Initial analyses were performed on the five High PAPP-A models (Fig 2). All models treated with CP + IgG2a met the definition for platinum-resistance, including PH006 (despite the downward slopping trajectory approaching baseline). Only one model (PH358) exhibited significantly different tumor size trajectories across both arms (CP + IgG2a vs CP + mAb-PA, p = 0.0002). Strikingly, 14 of 19 (74%) tumors treated with CP + mAb-PA regressed below baseline with an average tumor regression of 55% (95% CI: 35–69%) below baseline. Although the tumor size trajectories in the combination group (CP + mAb-PA) for four other models (PH006, PH271, PH231, and PH471) were not significantly different from the CP + IgG2a group, all tended to have smaller tumors after combination therapy, except for PH231, in which trajectories are nearly overlaid. Since a goal of this study was to sensitize tumors to platinum-based therapy, models were observed for conversion from platinum-resistant to platinum-sensitive, based on the pre-determined criterion of regression below baseline. In this regard, average trajectories for two models (PH358 and PH006) met criterion for conversion to platinum-sensitive. However, the response in PH006 was less pronounced than PH358 with only 8 of 19 (42%) tumors regressed below baseline and the two growth trajectories (CP + mAb-PA and CP + IgG2a) did not differ significantly(p = 0.45). Model PH231 did not demonstrate a difference in tumor growth across treatment arms (p = 0.97). Collectively, these results indicate that one of the five High PAPP-A models converted to platinum-sensitivity with combination therapy and three others benefited qualitatively.

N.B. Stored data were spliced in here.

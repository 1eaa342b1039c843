//! Package restore: list parsing, planning, installer adapters and the
//! executor that ties them together.

pub mod adapter;
pub mod backup;
pub mod bootstrap;
pub mod capability;
pub mod execute;
pub mod install;
pub mod kind;
pub mod outcome;
pub mod plan;
pub mod report;
pub mod runner;
pub mod spec;
pub mod translate;

pub use adapter::{PackageManagerAdapter, adapters_for};
pub use capability::{Capabilities, CapabilityProbe, PathProbe};
pub use execute::{Executor, ExecutorOptions};
pub use install::AurHelper;
pub use kind::PackageManagerKind;
pub use outcome::{InstallResult, MultiPackagePolicy};
pub use plan::{Plan, plan, read_sources};
pub use report::RunReport;
pub use runner::{CommandRunner, DuctRunner};
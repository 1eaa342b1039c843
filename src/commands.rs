//! Subcommand handlers.

use std::path::PathBuf;
use std::rc::Rc;

use anyhow::{Context, Result};
use colored::*;
use serde_json::json;

use crate::cli::{BackupArgs, Cli, Commands, PlanArgs, RestoreArgs, SourceArgs};
use crate::config::RestoreConfig;
use crate::package::adapter::needs_sudo;
use crate::package::backup::backup;
use crate::package::bootstrap::Bootstrapper;
use crate::package::install::commands_for;
use crate::package::report::{print_plan, print_summary};
use crate::package::{
    AurHelper, Capabilities, CapabilityProbe, CommandRunner, DuctRunner, Executor,
    PackageManagerKind, PathProbe, Plan, adapters_for, plan, read_sources,
};
use crate::platform::{HostProbe, Platform, SystemProbe, detect};
use crate::ui::prelude::*;

pub fn dispatch(cli: Cli) -> Result<()> {
    dispatch_on(cli, &SystemProbe)
}

/// Detect first: loading the config may write the default file.
fn dispatch_on(cli: Cli, host: &dyn HostProbe) -> Result<()> {
    let platform = resolve_platform(cli.platform, host)?;
    let config = RestoreConfig::load(cli.config_file.as_deref())?;
    emit(
        Level::Debug,
        "platform.selected",
        &format!("Platform: {}", platform.name()),
        None,
    );

    match cli.command {
        Commands::Restore(args) => handle_restore(platform, &config, args),
        Commands::Plan(args) => handle_plan(platform, &config, args),
        Commands::Backup(args) => handle_backup(platform, &config, args),
        Commands::Detect => handle_detect(platform, &config),
    }
}

fn resolve_platform(forced: Option<Platform>, host: &dyn HostProbe) -> Result<Platform> {
    match forced {
        Some(platform) => Ok(platform),
        None => Ok(detect(host)?),
    }
}

fn source_dirs(args: &SourceArgs, config: &RestoreConfig) -> Vec<PathBuf> {
    if args.config_dirs.is_empty() {
        vec![config.list_dir()]
    } else {
        args.config_dirs.clone()
    }
}

fn build_plan(platform: Platform, config: &RestoreConfig, args: &SourceArgs) -> Result<Plan> {
    let dirs = source_dirs(args, config);
    let sources = read_sources(&dirs).context("reading package lists")?;
    Ok(plan(platform, &sources).restrict_to(&args.only))
}

/// `paru` when it is the only helper around, otherwise the configured or default one.
fn aur_helper(config: &RestoreConfig, caps: &Capabilities) -> AurHelper {
    config.aur_helper.unwrap_or_else(|| {
        if caps.has("paru") && !caps.has("yay") {
            AurHelper::Paru
        } else {
            AurHelper::default()
        }
    })
}

fn handle_plan(platform: Platform, config: &RestoreConfig, args: PlanArgs) -> Result<()> {
    let plan = build_plan(platform, config, &args.sources)?;
    print_plan(&plan);
    Ok(())
}

fn handle_restore(platform: Platform, config: &RestoreConfig, args: RestoreArgs) -> Result<()> {
    let plan = build_plan(platform, config, &args.sources)?;
    if plan.phases.is_empty() {
        emit(
            Level::Info,
            "restore.nothing",
            &format!(
                "{} Nothing to restore for {}",
                char::from(NerdFont::Info),
                platform.name()
            ),
            None,
        );
        if !plan.skipped.is_empty() {
            print_plan(&plan);
        }
        return Ok(());
    }

    let mut options = config.executor_options();
    if let Some(secs) = args.timeout {
        options.timeout = std::time::Duration::from_secs(secs);
    }
    if let Some(policy) = args.policy {
        options.policy = policy;
    }
    if args.no_bootstrap {
        options.bootstrap = false;
    }

    let probe = PathProbe::new(config.extra_dirs());
    let caps = probe.probe();
    let use_sudo = needs_sudo();
    let runner: Rc<dyn CommandRunner> = Rc::new(DuctRunner::default());
    let adapters = adapters_for(platform, Rc::clone(&runner), aur_helper(config, &caps), use_sudo);
    let bootstrapper =
        Bootstrapper::new(platform, use_sudo).with_overrides(config.bootstrap_overrides());

    emit(
        Level::Info,
        "restore.start",
        &format!(
            "{} Restoring {} package(s) on {}",
            char::from(NerdFont::Download),
            plan.total_packages(),
            platform.name()
        ),
        Some(json!({
            "platform": platform,
            "packages": plan.total_packages(),
            "policy": options.policy,
            "timeout_secs": options.timeout.as_secs(),
        })),
    );
    separator();

    let mut executor =
        Executor::new(platform, adapters, runner, &probe, bootstrapper, options).with_sudo(use_sudo);
    let report = executor.execute(&plan);

    separator();
    print_summary(&report);

    match report.exit_error() {
        Some(err) => Err(err.into()),
        None => Ok(()),
    }
}

fn handle_backup(platform: Platform, config: &RestoreConfig, args: BackupArgs) -> Result<()> {
    let dir = args.config_dir.unwrap_or_else(|| config.list_dir());
    let probe = PathProbe::new(config.extra_dirs());
    let caps = probe.probe();
    let runner: Rc<dyn CommandRunner> = Rc::new(DuctRunner::default());
    let mut adapters = adapters_for(platform, runner, aur_helper(config, &caps), needs_sudo());

    emit(
        Level::Info,
        "backup.start",
        &format!(
            "{} Backing up {} packages into {}",
            char::from(NerdFont::Save),
            platform.name(),
            dir.display()
        ),
        None,
    );
    let entries = backup(platform, &mut adapters, &caps, &dir, args.force)?;

    emit(
        Level::Success,
        "backup.summary",
        &format!(
            "{} Wrote {} package list(s)",
            char::from(NerdFont::Check),
            entries.len()
        ),
        Some(json!({ "platform": platform, "lists": entries })),
    );
    Ok(())
}

fn handle_detect(platform: Platform, config: &RestoreConfig) -> Result<()> {
    let caps = PathProbe::new(config.extra_dirs()).probe();
    let helper = aur_helper(config, &caps);

    let managers: Vec<(PackageManagerKind, Vec<&'static str>, Option<PathBuf>)> =
        PackageManagerKind::ALL
            .into_iter()
            .filter_map(|kind| commands_for(kind, platform, helper))
            .map(|row| {
                let found = row
                    .tools
                    .iter()
                    .find_map(|tool| caps.resolve(tool))
                    .map(|p| p.to_path_buf());
                (row.kind, row.tools.to_vec(), found)
            })
            .collect();

    if matches!(get_output_format(), OutputFormat::Json) {
        let data: Vec<_> = managers
            .iter()
            .map(|(kind, tools, found)| json!({ "kind": kind, "tools": tools, "path": found }))
            .collect();
        emit(
            Level::Info,
            "detect.result",
            &format!("Platform: {}", platform),
            Some(json!({ "platform": platform, "managers": data, "root": !needs_sudo() })),
        );
        return Ok(());
    }

    println!(
        "{} {} {}",
        char::from(NerdFont::Desktop),
        "Platform:".bold(),
        platform.name()
    );
    for (kind, tools, found) in &managers {
        match found {
            Some(path) => println!(
                "  {} {:<14} {}",
                char::from(NerdFont::Check).to_string().green(),
                kind.display_name(),
                path.display()
            ),
            None => println!(
                "  {} {:<14} {}",
                char::from(NerdFont::CrossCircle).to_string().red(),
                kind.display_name(),
                format!("{} not found", tools.join(" / ")).dimmed()
            ),
        }
    }
    Ok(())
}

#[cfg(test)]
mod tests {
    use super::*;
    use crate::platform::tests::FakeProbe;
    use clap::Parser;

    #[test]
    fn test_unsupported_platform_leaves_config_untouched() {
        let dir = tempfile::tempdir().unwrap();
        let config_file = dir.path().join("devrestore").join("devrestore.toml");
        let cli = Cli::parse_from([
            "devrestore",
            "--config-file",
            config_file.to_str().unwrap(),
            "plan",
        ]);
        let host = FakeProbe {
            os: "windows",
            ..Default::default()
        };

        let err = dispatch_on(cli, &host).unwrap_err();
        assert!(err.to_string().contains("Unsupported platform"));
        assert!(!config_file.exists());
        assert!(!dir.path().join("devrestore").exists());
    }
}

Model averages with 95% confidence intervals (shaded area) are plotted on the fold change from baseline scale as a function of time. Platinum response was defined as average tumor area (cm2) regression below baseline (day 0) on day 28 in response to Carboplatin/Paclitaxel (CP) or the combination of CP and monoclonal antibody against PAPP-A (mAb-PA). The control antibody (IgG2a) was isotype matched. P-values correspond to a coincident curve test, which tests for differences in mean, slope, or both.
None of the two low PAPP-A models regressed below baseline with combination therapy on average, but tumor growth was attenuated in PH450 (though not significant) compared to the CP + IgG2a group (Fig 3). Although the growth trajectories crossed in model PH386, the trajectories were not significantly different (p = 0.08).
Model averages with 95% confidence intervals (shaded area) are plotted on the fold change from baseline scale as a function of time. Platinum response was defined as average tumor area (cm2) regression below baseline (day 0) on day 28 in response to Carboplatin/Paclitaxel (CP) or the combination of CP and monoclonal antibody against PAPP-A (mAb-PA). The control antibody (IgG2a) was isotype matched. P-values correspond to a coincident curve test, which tests for differences in mean, slope, or both.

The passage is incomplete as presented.